/*!
Collision root module.

Collision detection is split into a broad phase that proposes skin pairs and
a narrow phase that turns primitive pairs into contact records:

- types:        segments, hits and bounding-box helpers
- primitive:    sphere, box, capsule and plane primitives (parry3d-backed)
- material:     material ids, properties and the pair table
- skin:         collision skins (primitives + materials + transforms)
- info:         collision records, contact points and their pool
- broad:        brute-force, grid and sweep-and-prune strategies
- narrow_phase: kind-pair dispatch registry and the contact collector
- detect:       built-in detection routines
*/

pub mod broad;
pub mod detect;
pub mod info;
pub mod material;
pub mod narrow_phase;
pub mod primitive;
pub mod skin;
pub mod types;

// Re-export commonly used types.
pub use broad::{
    BroadPhase, BruteForce, DetectionContext, Grid, SkinPairFunctor, SkinPairPredicate, SkinPredicate,
    SweepAndPrune, create_broad_phase,
};
pub use info::{CollisionId, CollisionInfo, ContactPoint, ContactPool, DetectedPoint};
pub use material::{MaterialId, MaterialPairProperties, MaterialProperties, MaterialTable, PrimitiveMaterial};
pub use narrow_phase::{CollDetect, CollisionNotify, ContactCollector, NarrowPhase, PrimitivePair};
pub use primitive::{MassProperties, Primitive, PrimitiveHit, PrimitiveKind};
pub use skin::{CollisionSkin, SkinHandle, SkinPrimitive, SkinSet};
pub use types::{Segment, SegmentHit};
********
Task details
The records above must be transcribed without a single omission.

Reply
/*!
Collision root module.

Collision detection is split into a broad phase that proposes skin pairs and
a narrow phase that turns primitive pairs into contact records:

- types:        segments, hits and bounding-box helpers
- primitive:    sphere, box, capsule and plane primitives (parry3d-backed)
- material:     material ids, properties and the pair table
- skin:         collision skins (primitives + materials + transforms)
- info:         collision records, contact points and their pool
- broad:        brute-force, grid and sweep-and-prune strategies
- narrow_phase: kind-pair dispatch registry and the contact collector
- detect:       built-in detection routines
*/

pub mod broad;
pub mod detect;
pub mod info;
pub mod material;
pub mod narrow_phase;
pub mod primitive;
pub mod skin;
pub mod types;

// Re-export commonly used types.
pub use broad::{
    BroadPhase, BruteForce, DetectionContext, Grid, SkinPairFunctor, SkinPairPredicate, SkinPredicate,
    SweepAndPrune, create_broad_phase,
};
pub use info::{CollisionId, CollisionInfo, ContactPoint, ContactPool, DetectedPoint};
pub use material::{MaterialId, MaterialPairProperties, MaterialProperties, MaterialTable, PrimitiveMaterial};
pub use narrow_phase::{CollDetect, CollisionNotify, ContactCollector, NarrowPhase, PrimitivePair};
pub use primitive::{MassProperties, Primitive, PrimitiveHit, PrimitiveKind};
pub use skin::{CollisionSkin, SkinHandle, SkinPrimitive, SkinSet};
pub use types::{Segment, SegmentHit};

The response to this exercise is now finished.